'Game-changing' results herald new process for Lance

30 October 2017

Peninsula Energy has started the process to amend the licence and permits for its Lance in-situ leach (ISL) uranium project in Wyoming, after laboratory tests showed that using an acidic rather than alkaline mining solution could potentially transform the project's operating performance and costs.

Tests using mildly acidic solutions have shown greatly increased recovery, with solution grades of 295 mg per litre U3O8. This isĀ over 10 times higher than the 22 mg per litre achieved in actual alkaline operations. Transforming to a so-called "low pH recovery system" could also position the company to respond rapidly when uranium markets improve, Peninsula said. Based on its studies, the company has concluded that the project's performance under the current alkaline lixiviant process is unlikely to achieve the production rates and unit costs needed for sustainable long-term commercial success "at anything other than substantially increased uranium prices", it said.

The success of the acidic, as opposed to alkaline, lixiviant is due to several key variations between the Lance trend mineral deposit and other roll-front type deposits in Wyoming's Powder River Basin. Unlike other Wyoming deposits, Lance's mineralisation is set in Cretaceous, rather than Tertiary-aged sediments. This is similar to the majority of uranium deposits mined in Kazakhstan, where lower pH leach solutions are used to recover the mineral.

Regulatory approval

Peninsula said it has begun the process to amend the project's permits and licences to enable the new process to be used. It said it has held "positive initial discussions" with the relevant regulatory bodies regarding a change from an alkaline-based mining solution to a low pH solution, and holds a "reasonable expectation" that amendments to existing operating permits and licences could be granted within the next 18-24 months. Although no operating ISL operations within the USA currently use low pH solutions, such solutions have been authorised for use in the country for copper extraction projects and have previously been used in uranium ISL trials and commercial operations in Wyoming.

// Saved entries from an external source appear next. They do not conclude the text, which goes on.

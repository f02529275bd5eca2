//! 5x7 bitmap font used for overlay labels.
//!
//! Each glyph is seven rows, the five low bits of a row are the columns with
//! bit 4 as the leftmost one. Lower-case input renders with the upper-case
//! glyph and anything outside the table renders as `?`.

pub(crate) const GLYPH_WIDTH: u32 = 5;
pub(crate) const GLYPH_HEIGHT: u32 = 7;
/// Horizontal advance between glyph origins, in font units.
pub(crate) const GLYPH_ADVANCE: u32 = GLYPH_WIDTH + 1;

type Glyph = [u8; GLYPH_HEIGHT as usize];

const UNKNOWN: Glyph = [0x0E, 0x11, 0x01, 0x02, 0x04, 0x00, 0x04];

pub(crate) fn glyph(c: char) -> Glyph {
    match c.to_ascii_uppercase() {
        'A' => [0x0E, 0x11, 0x11, 0x1F, 0x11, 0x11, 0x11],
        'B' => [0x1E, 0x11, 0x11, 0x1E, 0x11, 0x11, 0x1E],
        'C' => [0x0E, 0x11, 0x10, 0x10, 0x10, 0x11, 0x0E],
        'D' => [0x1C, 0x12, 0x11, 0x11, 0x11, 0x12, 0x1C],
        'E' => [0x1F, 0x10, 0x10, 0x1E, 0x10, 0x10, 0x1F],
        'F' => [0x1F, 0x10, 0x10, 0x1E, 0x10, 0x10, 0x10],
        'G' => [0x0E, 0x11, 0x10, 0x17, 0x11, 0x11, 0x0F],
        'H' => [0x11, 0x11, 0x11, 0x1F, 0x11, 0x11, 0x11],
        'I' => [0x0E, 0x04, 0x04, 0x04, 0x04, 0x04, 0x0E],
        'J' => [0x07, 0x02, 0x02, 0x02, 0x02, 0x12, 0x0C],
        'K' => [0x11, 0x12, 0x14, 0x18, 0x14, 0x12, 0x11],
        'L' => [0x10, 0x10, 0x10, 0x10, 0x10, 0x10, 0x1F],
        'M' => [0x11, 0x1B, 0x15, 0x15, 0x11, 0x11, 0x11],
        'N' => [0x11, 0x11, 0x19, 0x15, 0x13, 0x11, 0x11],
        'O' => [0x0E, 0x11, 0x11, 0x11, 0x11, 0x11, 0x0E],
        'P' => [0x1E, 0x11, 0x11, 0x1E, 0x10, 0x10, 0x10],
        'Q' => [0x0E, 0x11, 0x11, 0x11, 0x15, 0x12, 0x0D],
        'R' => [0x1E, 0x11, 0x11, 0x1E, 0x14, 0x12, 0x11],
        'S' => [0x0F, 0x10, 0x10, 0x0E, 0x01, 0x01, 0x1E],
        'T' => [0x1F, 0x04, 0x04, 0x04, 0x04, 0x04, 0x04],
        'U' => [0x11, 0x11, 0x11, 0x11, 0x11, 0x11, 0x0E],
        'V' => [0x11, 0x11, 0x11, 0x11, 0x11, 0x0A, 0x04],
        'W' => [0x11, 0x11, 0x11, 0x15, 0x15, 0x15, 0x0A],
        'X' => [0x11, 0x11, 0x0A, 0x04, 0x0A, 0x11, 0x11],
        'Y' => [0x11, 0x11, 0x11, 0x0A, 0x04, 0x04, 0x04],
        'Z' => [0x1F, 0x01, 0x02, 0x04, 0x08, 0x10, 0x1F],
        '0' => [0x0E, 0x11, 0x13, 0x15, 0x19, 0x11, 0x0E],
        '1' => [0x04, 0x0C, 0x04, 0x04, 0x04, 0x04, 0x0E],
        '2' => [0x0E, 0x11, 0x01, 0x02, 0x04, 0x08, 0x1F],
        '3' => [0x1F, 0x02, 0x04, 0x02, 0x01, 0x11, 0x0E],
        '4' => [0x02, 0x06, 0x0A, 0x12, 0x1F, 0x02, 0x02],
        '5' => [0x1F, 0x10, 0x1E, 0x01, 0x01, 0x11, 0x0E],
        '6' => [0x06, 0x08, 0x10, 0x1E, 0x11, 0x11, 0x0E],
        '7' => [0x1F, 0x01, 0x02, 0x04, 0x08, 0x08, 0x08],
        '8' => [0x0E, 0x11, 0x11, 0x0E, 0x11, 0x11, 0x0E],
        '9' => [0x0E, 0x11, 0x11, 0x0F, 0x01, 0x02, 0x0C],
        '.' => [0x00, 0x00, 0x00, 0x00, 0x00, 0x0C, 0x0C],
        ',' => [0x00, 0x00, 0x00, 0x00, 0x0C, 0x04, 0x08],
        ':' => [0x00, 0x0C, 0x0C, 0x00, 0x0C, 0x0C, 0x00],
        '!' => [0x04, 0x04, 0x04, 0x04, 0x04, 0x00, 0x04],
        '-' => [0x00, 0x00, 0x00, 0x1F, 0x00, 0x00, 0x00],
        '_' => [0x00, 0x00, 0x00, 0x00, 0x00, 0x00, 0x1F],
        '/' => [0x00, 0x01, 0x02, 0x04, 0x08, 0x10, 0x00],
        '%' => [0x18, 0x19, 0x02, 0x04, 0x08, 0x13, 0x03],
        '(' => [0x02, 0x04, 0x08, 0x08, 0x08, 0x04, 0x02],
        ')' => [0x08, 0x04, 0x02, 0x02, 0x02, 0x04, 0x08],
        ' ' => [0x00; GLYPH_HEIGHT as usize],
        _ => UNKNOWN,
    }
}

#[cfg(test)]
mod tests {
    use super::*;

    #[test]
    fn glyphs_fit_in_five_columns() {
        for c in (' '..='~').chain(['ñ', 'é']) {
            assert!(glyph(c).iter().all(|row| *row < 0x20), "glyph {c:?}");
        }
        assert_eq!(glyph('a'), glyph('A'));
        assert_eq!(glyph('ñ'), UNKNOWN);
    }
}
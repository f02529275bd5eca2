use thiserror::Error;

/// Reasons a whole frame produced no result.
#[derive(Debug, Error)]
pub enum FrameError {
    #[error("frame is empty ({width}x{height})")]
    EmptyFrame { width: u32, height: u32 },
    #[error("no depth map is available for this frame")]
    MissingDepth,
    #[error("depth provider {name} failed: {message}")]
    DepthProvider { name: String, message: String },
    #[error("failed to encode the overlay: {0}")]
    Encode(String),
    #[error("all {0} frame workers are busy")]
    Busy(usize),
    #[error("frame worker stopped unexpectedly: {0}")]
    Worker(String),
}
use crate::Image;

impl Image {
    pub fn get_width(&self) -> u32 {
        self.buffer.width()
    }

    pub fn get_height(&self) -> u32 {
        self.buffer.height()
    }

    pub fn get_size(&self) -> (u32, u32) {
        self.buffer.dimensions()
    }

    /// Number of pixels, not bytes.
    pub fn pixel_count(&self) -> usize {
        self.buffer.width() as usize * self.buffer.height() as usize
    }
}
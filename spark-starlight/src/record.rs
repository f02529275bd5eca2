//! Detections recorded as JSON, one file per detector.

use anyhow::{Context, Result};
use bitvec::prelude::*;
use serde::{Deserialize, Serialize};
use spark_inference::{BoundingBox, DetectMask, DetectResult};
use std::path::Path;

/// One detection in the same shape the frame report uses for objects.
#[derive(Debug, Clone, PartialEq, Serialize, Deserialize)]
pub struct DetectionRecord {
    #[serde(default)]
    pub cls: u32,
    pub label: String,
    pub conf: f32,
    pub x1: f32,
    pub y1: f32,
    pub x2: f32,
    pub y2: f32,
    #[serde(default)]
    pub mask: Option<MaskRecord>,
}

/// Row-major instance mask, any resolution.
#[derive(Debug, Clone, PartialEq, Serialize, Deserialize)]
pub struct MaskRecord {
    pub width: u32,
    pub height: u32,
    /// Non-zero entries are set.
    pub data: Vec<u8>,
}

impl From<DetectionRecord> for DetectResult {
    fn from(record: DetectionRecord) -> Self {
        let result = DetectResult::new(
            record.cls,
            record.label,
            record.conf,
            BoundingBox::new(record.x1, record.y1, record.x2, record.y2),
        );

        match record.mask {
            Some(mask) => result.with_mask(DetectMask {
                width: mask.width,
                height: mask.height,
                bits: mask.data.iter().map(|value| *value != 0).collect::<BitVec>(),
            }),
            None => result,
        }
    }
}

pub fn parse_detections(raw: &str) -> Result<Vec<DetectResult>> {
    let records: Vec<DetectionRecord> = serde_json::from_str(raw)?;
    Ok(records.into_iter().map(DetectResult::from).collect())
}

pub fn load_detections(path: impl AsRef<Path>) -> Result<Vec<DetectResult>> {
    let path = path.as_ref();
    let raw = std::fs::read_to_string(path)
        .with_context(|| format!("Failed to read detections {}", path.display()))?;
    parse_detections(&raw).with_context(|| format!("Invalid detections file {}", path.display()))
}

#[cfg(test)]
mod tests {
    use super::*;

    #[test]
    fn records_become_detect_results() -> Result<()> {
        let results = parse_detections(
            r#"[
                {"cls": 0, "label": "person", "conf": 0.91, "x1": 10, "y1": 20, "x2": 50, "y2": 220},
                {"label": "chair", "conf": 0.5, "x1": 1.5, "y1": 2, "x2": 3, "y2": 4,
                 "mask": {"width": 2, "height": 1, "data": [0, 255]}}
            ]"#,
        )?;

        assert_eq!(results.len(), 2);
        assert_eq!(results[0].bbox, BoundingBox::new(10.0, 20.0, 50.0, 220.0));
        assert!(results[0].mask.is_none());

        let mask = results[1].mask.as_ref().unwrap();
        assert_eq!(results[1].class_id, 0);
        assert_eq!((mask.width, mask.height), (2, 1));
        assert!(!mask.bits[0] && mask.bits[1]);
        Ok(())
    }

    #[test]
    fn malformed_files_are_errors() {
        assert!(parse_detections("{\"label\": \"person\"}").is_err());
    }
}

The laboratory studies also indicate that the quality of affected groundwater can be successfully returned to pre-operational conditions after the use of lower pH solutions, consistent with the project's current regulatory requirements.

The transformation is not expected to require substantial changes to the current processing plant or other infrastructure, with only minor modifications needed for the transition to low pH operations, the company said. In the meantime, operations will continue at the project using the alkaline solution.

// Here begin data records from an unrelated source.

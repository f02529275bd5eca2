use crate::config::StarlightConfig;
use crate::detect::diagnostics::{Diagnostic, ItemSource, SkipReason};
use crate::detect::fusion::{DetectionBox, DetectionFusion};
use crate::detect::property::direction::DirectionCategory;
use crate::detect::wall::{PlanarRegionSegmenter, WallRegion};
use crate::detect::{round_to, CONFIDENCE_DECIMALS};
use crate::error::FrameError;
use crate::overlay::{ClassColorTable, OverlayCompositor};
use log::{debug, warn};
use serde::Serialize;
use spark_inference::DetectResult;
use spark_media::depth::ResizeDepth;
use spark_media::{DepthMap, Image};
use std::sync::Arc;

/// Everything produced for one frame.
#[derive(Debug, Clone)]
pub struct FrameResult {
    /// Nearest first.
    pub detections: Vec<DetectionBox>,
    pub walls: Vec<WallRegion>,
    pub alert: bool,
    pub overlay: Image,
    pub diagnostics: Vec<Diagnostic>,
}

/// Serializable view of a [`FrameResult`] without the overlay pixels.
#[derive(Debug, Clone, PartialEq, Serialize)]
pub struct FrameReport {
    pub ok: bool,
    pub objects: Vec<ObjectReport>,
    pub walls: Vec<WallReport>,
    pub alert: bool,
    pub diagnostics: Vec<Diagnostic>,
}

#[derive(Debug, Clone, PartialEq, Serialize)]
pub struct ObjectReport {
    pub cls: u32,
    pub label: String,
    pub conf: f32,
    pub x1: i32,
    pub y1: i32,
    pub x2: i32,
    pub y2: i32,
    pub w: i32,
    pub h: i32,
    pub direction: DirectionCategory,
    pub distance_m: f32,
    pub alert: bool,
}

#[derive(Debug, Clone, PartialEq, Serialize)]
pub struct WallReport {
    pub label: String,
    pub x1: u32,
    pub y1: u32,
    pub x2: u32,
    pub y2: u32,
    pub area: f32,
}

impl From<&DetectionBox> for ObjectReport {
    fn from(detection: &DetectionBox) -> Self {
        let bbox = &detection.bbox;
        let (x1, y1) = (bbox.x1.round() as i32, bbox.y1.round() as i32);
        let (x2, y2) = (bbox.x2.round() as i32, bbox.y2.round() as i32);
        ObjectReport {
            cls: detection.class_id,
            label: detection.label.clone(),
            conf: round_to(detection.confidence, CONFIDENCE_DECIMALS),
            x1,
            y1,
            x2,
            y2,
            w: x2 - x1,
            h: y2 - y1,
            direction: detection.direction,
            distance_m: detection.distance_m,
            alert: detection.alert,
        }
    }
}

impl From<&WallRegion> for WallReport {
    fn from(wall: &WallRegion) -> Self {
        WallReport {
            label: wall.label.to_string(),
            x1: wall.bbox.x1,
            y1: wall.bbox.y1,
            x2: wall.bbox.x2,
            y2: wall.bbox.y2,
            area: wall.area.round(),
        }
    }
}

impl FrameResult {
    pub fn report(&self) -> FrameReport {
        FrameReport {
            ok: true,
            objects: self.detections.iter().map(ObjectReport::from).collect(),
            walls: self.walls.iter().map(WallReport::from).collect(),
            alert: self.alert,
            diagnostics: self.diagnostics.clone(),
        }
    }

    pub fn encode_overlay(&self, quality: u8) -> Result<Vec<u8>, FrameError> {
        self.overlay
            .encode_jpeg(quality)
            .map_err(|err| FrameError::Encode(format!("{:#}", err)))
    }
}

/// Processes one frame: walls from depth, fused detections, overlay.
///
/// Args:
///     image: the frame, never modified.
///     depth: the frame's depth map at any resolution. `None` fails the frame;
///         a map that is empty or has non-finite samples only disables walls
///         and depth-based distances.
///     detection_lists: one list per detector, in detector order.
pub fn process_frame(
    image: &Image,
    depth: Option<&DepthMap>,
    detection_lists: &[Vec<DetectResult>],
    config: &StarlightConfig,
    palette: &ClassColorTable,
) -> Result<FrameResult, FrameError> {
    let (width, height) = image.get_size();
    if image.is_empty() {
        return Err(FrameError::EmptyFrame { width, height });
    }
    let depth = depth.ok_or(FrameError::MissingDepth)?;

    let mut diagnostics = Vec::new();
    let normalized = match prepare_depth(depth, (width, height)) {
        Ok(normalized) => Some(normalized),
        Err(reason) => {
            warn!("Skipping wall segmentation: {}", reason);
            diagnostics.push(Diagnostic::new(ItemSource::Segmentation, reason));
            None
        }
    };

    let walls = match &normalized {
        Some(depth) => {
            let outcome = PlanarRegionSegmenter::new(&config.segmentation).segment_depth(depth);
            diagnostics.extend(outcome.skipped);
            outcome.regions
        }
        None => Vec::new(),
    };

    let fusion = DetectionFusion::new(&config.detection, (width, height), normalized.as_ref())
        .fuse(detection_lists);
    diagnostics.extend(fusion.skipped);

    let overlay = OverlayCompositor::new(&config.overlay, palette).compose(
        image,
        &fusion.detections,
        &walls,
        fusion.alert,
    );

    debug!(
        "Frame {}x{}: {} detections, {} walls, alert {}, {} skipped",
        width,
        height,
        fusion.detections.len(),
        walls.len(),
        fusion.alert,
        diagnostics.len()
    );

    Ok(FrameResult {
        detections: fusion.detections,
        walls,
        alert: fusion.alert,
        overlay,
        diagnostics,
    })
}

/// Resamples to the frame size and normalizes to `[0, 1]`.
fn prepare_depth(depth: &DepthMap, frame_size: (u32, u32)) -> Result<DepthMap, SkipReason> {
    if depth.is_empty() {
        return Err(SkipReason::DepthUnavailable("depth map is empty".to_string()));
    }
    if !depth.is_finite() {
        return Err(SkipReason::DepthUnavailable(
            "depth map has non-finite samples".to_string(),
        ));
    }

    depth
        .resize_into(frame_size)
        .and_then(|resized| resized.normalized())
        .map_err(|err| SkipReason::DepthUnavailable(err.to_string()))
}

/// Owns the configuration and color table shared by every frame.
pub struct FrameProcessingPipeline {
    config: StarlightConfig,
    palette: Arc<ClassColorTable>,
}

impl FrameProcessingPipeline {
    pub fn new(config: StarlightConfig) -> Self {
        Self::with_palette(config, Arc::new(ClassColorTable::new()))
    }

    pub fn with_palette(config: StarlightConfig, palette: Arc<ClassColorTable>) -> Self {
        FrameProcessingPipeline { config, palette }
    }

    pub fn config(&self) -> &StarlightConfig {
        &self.config
    }

    pub fn palette(&self) -> &Arc<ClassColorTable> {
        &self.palette
    }

    pub fn process_frame(
        &self,
        image: &Image,
        depth: Option<&DepthMap>,
        detection_lists: &[Vec<DetectResult>],
    ) -> Result<FrameResult, FrameError> {
        process_frame(image, depth, detection_lists, &self.config, &self.palette)
    }
}
pub mod analysis;
pub mod contour;
pub mod diagnostics;
pub mod fusion;
pub mod morphology;
pub mod normal;
pub mod property;
pub mod stats;
pub mod wall;

/// Normalized X below which a detection is "left".
pub(crate) const DIRECTION_LEFT_BOUNDARY: f64 = 0.33;
/// Normalized X above which a detection is "right".
pub(crate) const DIRECTION_RIGHT_BOUNDARY: f64 = 0.66;

/// Decimal places kept on distances and confidences in results.
pub(crate) const DISTANCE_DECIMALS: i32 = 2;
pub(crate) const CONFIDENCE_DECIMALS: i32 = 3;

/// Guard added to the gradient norm so a flat patch keeps a defined normal.
pub(crate) const NORMAL_EPSILON: f32 = 1e-6;
/// Sum of the absolute weights on one side of the 3x3 Sobel kernel.
pub(crate) const SOBEL_WEIGHT: f32 = 8.0;

pub(crate) const WALL_LABEL: &str = "wall";

pub(crate) fn round_to(value: f32, decimals: i32) -> f32 {
    let factor = 10f32.powi(decimals);
    (value * factor).round() / factor
}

Peninsula Managing Director and CEO Wayne Heili described the development as a "game-changing process development" that could place Lance "side by side" with world-leading uranium ISL production facilities from a performance and cost perspective.

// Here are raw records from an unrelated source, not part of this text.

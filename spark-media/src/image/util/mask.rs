use crate::{Image, RGB};
use anyhow::{ensure, Result};
use bitvec::prelude::*;
use image::{GrayImage, Luma};
use imageproc::drawing::draw_polygon_mut;
use imageproc::point::Point;
use rayon::prelude::*;

pub trait ApplyMask {
    /// Blends `apply_color` into every pixel set in `mask` at opacity `alpha`.
    ///
    /// The mask is row-major and must cover the whole frame.
    fn layering_mask(&mut self, mask: &BitVec, apply_color: RGB, alpha: f32) -> Result<()>;
}

impl ApplyMask for Image {
    fn layering_mask(&mut self, mask: &BitVec, apply_color: RGB, alpha: f32) -> Result<()> {
        ensure!(
            mask.len() == self.pixel_count(),
            "Mask length {} does not match frame {}x{}",
            mask.len(),
            self.get_width(),
            self.get_height()
        );

        let alpha = alpha.clamp(0.0, 1.0);
        let color: [u8; 3] = apply_color.into();

        self.buffer
            .par_chunks_exact_mut(3)
            .enumerate()
            .filter(|(index, _)| mask[*index])
            .for_each(|(_, pixel)| {
                for (channel, tint) in pixel.iter_mut().zip(color) {
                    let blended = (1.0 - alpha) * *channel as f32 + alpha * tint as f32;
                    *channel = blended.round().clamp(0.0, 255.0) as u8;
                }
            });

        Ok(())
    }
}

/// Nearest-neighbour resampling of a row-major mask.
pub fn resize_mask(
    mask: &BitVec,
    source_size: (u32, u32),
    target_size: (u32, u32),
) -> Result<BitVec> {
    let (source_width, source_height) = source_size;
    let (target_width, target_height) = target_size;
    ensure!(
        mask.len() == source_width as usize * source_height as usize,
        "Mask length {} does not match {}x{}",
        mask.len(),
        source_width,
        source_height
    );

    if source_size == target_size {
        return Ok(mask.clone());
    }

    let mut resized = bitvec![0; target_width as usize * target_height as usize];
    if source_width == 0 || source_height == 0 {
        return Ok(resized);
    }

    let scale_x = source_width as f32 / target_width.max(1) as f32;
    let scale_y = source_height as f32 / target_height.max(1) as f32;

    for y in 0..target_height {
        let source_y = (((y as f32 + 0.5) * scale_y) as u32).min(source_height - 1);
        for x in 0..target_width {
            let source_x = (((x as f32 + 0.5) * scale_x) as u32).min(source_width - 1);
            let source_index = (source_y * source_width + source_x) as usize;
            if mask[source_index] {
                resized.set((y * target_width + x) as usize, true);
            }
        }
    }

    Ok(resized)
}

/// Fills the polygon described by `points` (pixel coordinates) into a frame-sized mask.
pub fn rasterize_polygon(points: &[(i32, i32)], width: u32, height: u32) -> BitVec {
    let mut canvas = GrayImage::new(width, height);

    match points {
        [] => {}
        [single] => {
            if let (Ok(x), Ok(y)) = (u32::try_from(single.0), u32::try_from(single.1)) {
                if x < width && y < height {
                    canvas.put_pixel(x, y, Luma([255]));
                }
            }
        }
        _ => {
            let mut polygon = points
                .iter()
                .map(|&(x, y)| Point::new(x, y))
                .collect::<Vec<_>>();
            // The polygon filler rejects explicitly closed rings.
            while polygon.len() > 1 && polygon.first() == polygon.last() {
                polygon.pop();
            }
            draw_polygon_mut(&mut canvas, &polygon, Luma([255]));
        }
    }

    canvas.pixels().map(|pixel| pixel.0[0] > 0).collect()
}
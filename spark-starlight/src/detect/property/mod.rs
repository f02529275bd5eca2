pub mod direction;
pub mod distance;
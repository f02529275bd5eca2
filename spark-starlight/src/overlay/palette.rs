use hashbrown::HashMap;
use parking_lot::{RwLock, RwLockUpgradableReadGuard};
use rand::rngs::StdRng;
use rand::{Rng, SeedableRng};
use spark_media::RGB;
use std::collections::hash_map::DefaultHasher;
use std::hash::{Hash, Hasher};

/// Channel range of generated colors; the floor keeps tints visible on dark frames.
const CHANNEL_MIN: u8 = 50;

/// Identity a color is attached to.
#[derive(Debug, Clone, PartialEq, Eq, Hash)]
pub enum ClassKey {
    Id(u32),
    Name(String),
}

impl ClassKey {
    pub fn name(name: impl Into<String>) -> Self {
        ClassKey::Name(name.into())
    }

    fn seed(&self) -> u64 {
        match self {
            ClassKey::Id(id) => *id as u64,
            ClassKey::Name(name) => {
                let mut hasher = DefaultHasher::new();
                name.hash(&mut hasher);
                hasher.finish() & 0xFFFF_FFFF
            }
        }
    }
}

/// Class to color assignments shared by every frame of a process.
///
/// The color of a key is derived from the key alone, so two tables always
/// agree. The table only caches; concurrent first lookups of the same key are
/// serialized so each key is inserted once.
#[derive(Debug, Default)]
pub struct ClassColorTable {
    colors: RwLock<HashMap<ClassKey, RGB>>,
}

impl ClassColorTable {
    pub fn new() -> Self {
        ClassColorTable::default()
    }

    pub fn color_for(&self, key: &ClassKey) -> RGB {
        if let Some(color) = self.colors.read().get(key) {
            return *color;
        }

        let colors = self.colors.upgradable_read();
        if let Some(color) = colors.get(key) {
            return *color;
        }

        let mut colors = RwLockUpgradableReadGuard::upgrade(colors);
        *colors
            .entry(key.clone())
            .or_insert_with(|| Self::generate(key))
    }

    pub fn len(&self) -> usize {
        self.colors.read().len()
    }

    pub fn is_empty(&self) -> bool {
        self.colors.read().is_empty()
    }

    fn generate(key: &ClassKey) -> RGB {
        let mut rng = StdRng::seed_from_u64(key.seed());
        RGB(
            rng.gen_range(CHANNEL_MIN..=u8::MAX),
            rng.gen_range(CHANNEL_MIN..=u8::MAX),
            rng.gen_range(CHANNEL_MIN..=u8::MAX),
        )
    }
}

#[cfg(test)]
mod tests {
    use super::*;
    use hashbrown::HashSet;
    use std::sync::Arc;

    #[test]
    fn colors_are_stable_and_bright_enough() {
        let table = ClassColorTable::new();
        let first = table.color_for(&ClassKey::Id(7));

        assert_eq!(table.color_for(&ClassKey::Id(7)), first);
        assert_eq!(ClassColorTable::new().color_for(&ClassKey::Id(7)), first);
        assert!(first.0 >= CHANNEL_MIN && first.1 >= CHANNEL_MIN && first.2 >= CHANNEL_MIN);
        assert_eq!(table.len(), 1);
    }

    #[test]
    fn distinct_classes_rarely_share_a_color() {
        let table = ClassColorTable::new();
        let colors = (0..200)
            .map(|id| table.color_for(&ClassKey::Id(id)))
            .map(|RGB(r, g, b)| (r, g, b))
            .collect::<HashSet<_>>();

        assert!(colors.len() >= 198, "only {} distinct colors", colors.len());
        assert_ne!(
            table.color_for(&ClassKey::name("wall")),
            table.color_for(&ClassKey::name("person"))
        );
    }

    #[test]
    fn concurrent_lookups_insert_once() {
        let table = Arc::new(ClassColorTable::new());
        let handles = (0..8)
            .map(|_| {
                let table = table.clone();
                std::thread::spawn(move || {
                    (0..50)
                        .map(|id| table.color_for(&ClassKey::Id(id)))
                        .collect::<Vec<_>>()
                })
            })
            .collect::<Vec<_>>();

        let results = handles
            .into_iter()
            .map(|handle| handle.join().unwrap())
            .collect::<Vec<_>>();
        assert!(results.windows(2).all(|pair| pair[0] == pair[1]));
        assert_eq!(table.len(), 50);
    }
}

Operations commenced at Lance's Ross Permit Area in December 2015. Perth, Western Australia-based Peninsula made its first delivery of uranium under its wholly-owned subsidiary Strata Energy Inc's 2011 sale and purchase agreement with an unnamed US utility in January 2016. Lance produced 34,500 pounds U3O8 (13.3 tU) during the third quarter of 2017, results the company said represented consistent improvement over recent quarters but which still remain below internal target levels.